▶ **WHAT THE TASK ASKS**: Every line in the records below with the string "bool" is to be copied out.
---------- PROVIDED DATA
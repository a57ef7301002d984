//! The core DPLL algorithm
//!
//! The search keeps one working assignment and an explicit stack of frames,
//! one per node on the current path. Going down a branch pushes a frame and
//! makes the decision true; backtracking pops the frame and undoes the
//! assignment back to where the frame started.

use crate::assignment::{Assignment, Model};
use crate::config::SolverConfig;
use crate::consistency::is_consistent;
use crate::data::*;
use crate::formula::Formula;
use crate::heuristic::next_variable_from;
use crate::simplify::{eliminate_pure_literals, unit_propagate};
use crate::tree::{BudgetExhausted, DecisionTree, Node, NodeBudget, NodeState};
use crate::vec_map::NumericId;

/// The verdict of a solve
#[derive(Debug, Clone, PartialEq, Eq)]
pub enum Outcome {
    Satisfiable(Model),
    /// The whole search space was explored
    Unsatisfiable,
    /// No solution found, but the node budget cut off part of the search
    Unknown,
}

impl Outcome {
    pub fn is_sat(&self) -> bool {
        matches!(self, Outcome::Satisfiable(_))
    }

    pub fn is_unsat(&self) -> bool {
        matches!(self, Outcome::Unsatisfiable)
    }

    pub fn model(&self) -> Option<&Model> {
        match self {
            Outcome::Satisfiable(model) => Some(model),
            _ => None,
        }
    }
}

/// Counters from the most recent solve
#[derive(Debug, Clone, Copy, Default, PartialEq, Eq)]
pub struct SearchStats {
    pub nodes_allocated: usize,
    pub peak_live_nodes: usize,
    pub denied_allocations: usize,
    pub dead_nodes: usize,
    pub max_depth: u32,
}

/// What a frame does the next time it is on top of the stack
#[derive(Debug, Copy, Clone, Eq, PartialEq)]
enum Next {
    Process,
    TrueBranch(VarId),
    FalseBranch(VarId),
    Exhausted,
}

#[derive(Debug)]
struct Frame {
    node: Box<Node>,
    /// Trail length before this node's decision was made
    mark: usize,
    /// Every variable below this index is assigned at this node
    scan_from: usize,
    next: Next,
}

/// The search driver
///
/// Borrows the formula and builds a fresh tree for every call to `solve`, so
/// one solver can be asked more than once and gives the same answer.
#[derive(Debug, Clone)]
pub struct Solver<'f> {
    formula: &'f Formula,
    config: SolverConfig,
    budget: NodeBudget,
    stats: SearchStats,
}

impl<'f> Solver<'f> {
    pub fn new(formula: &'f Formula, config: SolverConfig) -> Self {
        Self {
            formula,
            config,
            budget: NodeBudget::new(config.node_budget),
            stats: SearchStats::default(),
        }
    }

    pub fn config(&self) -> &SolverConfig {
        &self.config
    }

    pub fn stats(&self) -> SearchStats {
        self.stats
    }

    /// Log progress every so often
    fn tick(&self) {
        let interval = self.config.progress_interval;
        if interval != 0 && self.budget.allocated() % interval == 0 {
            log::info!(
                "after {} nodes: {} live, {} dead, depth {}",
                self.budget.allocated(),
                self.budget.live(),
                self.stats.dead_nodes,
                self.stats.max_depth
            );
        }
    }

    /// Solve the SAT problem!
    pub fn solve(&mut self) -> Outcome {
        self.budget = NodeBudget::new(self.config.node_budget);
        self.stats = SearchStats::default();

        let variable_count = self.formula.variable_count();
        log::info!(
            "Solving problem with {} vars and {} clauses",
            variable_count,
            self.formula.clause_count()
        );

        // nothing to decide, so no tree either
        if variable_count == 0 {
            let outcome = if is_consistent(&Assignment::unassigned(0), self.formula) {
                Outcome::Satisfiable(Assignment::unassigned(0).to_model())
            } else {
                Outcome::Unsatisfiable
            };
            log::info!("No variables: {}", if outcome.is_sat() { "SAT" } else { "UNSAT" });
            return outcome;
        }

        let root = match self.budget.alloc_root() {
            Ok(root) => root,
            Err(BudgetExhausted) => {
                log::warn!("Node budget of {} leaves no room for the root", self.budget.limit());
                self.record_stats();
                return Outcome::Unknown;
            }
        };
        self.tick();

        let mut assignment = Assignment::unassigned(variable_count);
        let outcome = match self.search(root, &mut assignment) {
            Some(root) => {
                let tree = DecisionTree::new(root);
                let outcome = match tree.solution_assignment(variable_count) {
                    Some(solution) => {
                        debug_assert_eq!(solution.states(), assignment.states());
                        Outcome::Satisfiable(solution.to_model())
                    }
                    None => {
                        log::error!("Search succeeded but the tree holds no solution node");
                        Outcome::Unknown
                    }
                };
                let released = tree.teardown(&mut self.budget);
                log::debug!("Released {} nodes", released);
                outcome
            }
            None if self.budget.denied() > 0 => {
                log::warn!(
                    "No solution found, but {} branches were cut off by the node budget of {}",
                    self.budget.denied(),
                    self.budget.limit()
                );
                Outcome::Unknown
            }
            None => Outcome::Unsatisfiable,
        };
        debug_assert_eq!(self.budget.live(), 0);

        self.record_stats();
        log::info!(
            "Finished: {} after {} nodes ({} dead, peak {} live)",
            match outcome {
                Outcome::Satisfiable(_) => "SAT",
                Outcome::Unsatisfiable => "UNSAT",
                Outcome::Unknown => "UNKNOWN",
            },
            self.stats.nodes_allocated,
            self.stats.dead_nodes,
            self.stats.peak_live_nodes
        );

        outcome
    }

    fn record_stats(&mut self) {
        self.stats.nodes_allocated = self.budget.allocated();
        self.stats.peak_live_nodes = self.budget.peak();
        self.stats.denied_allocations = self.budget.denied();
    }

    /// Depth first search from `root`, true branch before false
    ///
    /// Returns the root with the path to the solution attached, or `None`
    /// once every node has been released.
    fn search(&mut self, root: Box<Node>, assignment: &mut Assignment) -> Option<Box<Node>> {
        let mut stack = vec![Frame {
            node: root,
            mark: 0,
            scan_from: 0,
            next: Next::Process,
        }];

        loop {
            let frame = stack.last_mut()?;
            match frame.next {
                Next::Process => match self.process(&mut frame.node, assignment, frame.scan_from) {
                    Ok(Some(var)) => frame.next = Next::TrueBranch(var),
                    Ok(None) => return collapse(stack),
                    Err(Unsat) => self.backtrack(&mut stack, assignment),
                },
                Next::TrueBranch(var) => {
                    frame.next = Next::FalseBranch(var);
                    self.push_child(&mut stack, assignment, Literal::new(var));
                }
                Next::FalseBranch(var) => {
                    frame.next = Next::Exhausted;
                    self.push_child(&mut stack, assignment, !Literal::new(var));
                }
                Next::Exhausted => {
                    self.dead(&mut frame.node);
                    self.backtrack(&mut stack, assignment);
                }
            }
        }
    }

    /// Check, simplify and check again, then pick the branching variable
    ///
    /// `Ok(None)` means the node is a solution.
    fn process(
        &mut self,
        node: &mut Node,
        assignment: &mut Assignment,
        scan_from: usize,
    ) -> Result<Option<VarId>, Unsat> {
        self.stats.max_depth = self.stats.max_depth.max(node.depth());
        let start = assignment.trail_len();

        if !is_consistent(assignment, self.formula) {
            return Err(self.dead(node));
        }
        node.set_state(NodeState::Checked);

        if unit_propagate(assignment, self.formula).is_err() {
            return Err(self.dead(node));
        }
        node.set_state(NodeState::Propagated);

        eliminate_pure_literals(assignment, self.formula);
        node.record_implied(&assignment.trail()[start..]);
        node.set_state(NodeState::PureEliminated);

        if !is_consistent(assignment, self.formula) {
            return Err(self.dead(node));
        }

        match next_variable_from(assignment, scan_from) {
            Some(var) => {
                node.set_state(NodeState::Branching);
                Ok(Some(var))
            }
            None => {
                node.set_state(NodeState::Solution);
                Ok(None)
            }
        }
    }

    /// Allocate the child of the top frame where `decision` is true, and make
    /// it the new top
    ///
    /// A child the budget refuses is skipped.
    fn push_child(&mut self, stack: &mut Vec<Frame>, assignment: &mut Assignment, decision: Literal) {
        let parent = match stack.last() {
            Some(frame) => &frame.node,
            None => return,
        };
        let child = match self.budget.alloc_child(parent, decision) {
            Ok(child) => child,
            Err(BudgetExhausted) => {
                log::debug!(
                    "No room to branch on {} at depth {}",
                    decision,
                    parent.depth() + 1
                );
                return;
            }
        };
        self.tick();

        let mark = assignment.trail_len();
        assignment.assign_true(decision);
        stack.push(Frame {
            node: child,
            mark,
            scan_from: decision.var_id().to_index() + 1,
            next: Next::Process,
        });
    }

    /// Drop the top frame: undo its assignments and release its node
    fn backtrack(&mut self, stack: &mut Vec<Frame>, assignment: &mut Assignment) {
        if let Some(frame) = stack.pop() {
            assignment.undo_to(frame.mark);
            let decision = frame.node.decision();
            let depth = frame.node.depth();
            let released = self.budget.release(frame.node);
            if let Some(decision) = decision {
                log::debug!(
                    "Backtracking from {} at depth {} ({} nodes released)",
                    decision,
                    depth,
                    released
                );
            }
        }
    }

    fn dead(&mut self, node: &mut Node) -> Unsat {
        node.set_state(NodeState::Dead);
        self.stats.dead_nodes += 1;
        Unsat
    }
}

/// Hang every frame's node under the one below it, leaving only the path to
/// the solution, and return the root
fn collapse(stack: Vec<Frame>) -> Option<Box<Node>> {
    let mut below: Option<Box<Node>> = None;
    for frame in stack.into_iter().rev() {
        let mut node = frame.node;
        if let Some(child) = below.take() {
            node.attach(child);
        }
        below = Some(node);
    }
    below
}

/// Solve with the default configuration
pub fn solve(formula: &Formula) -> Outcome {
    Solver::new(formula, SolverConfig::default()).solve()
}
--------------------
▶ **SOLUTION TO THIS TASK**:
    pub fn is_sat(&self) -> bool {
    pub fn is_unsat(&self) -> bool {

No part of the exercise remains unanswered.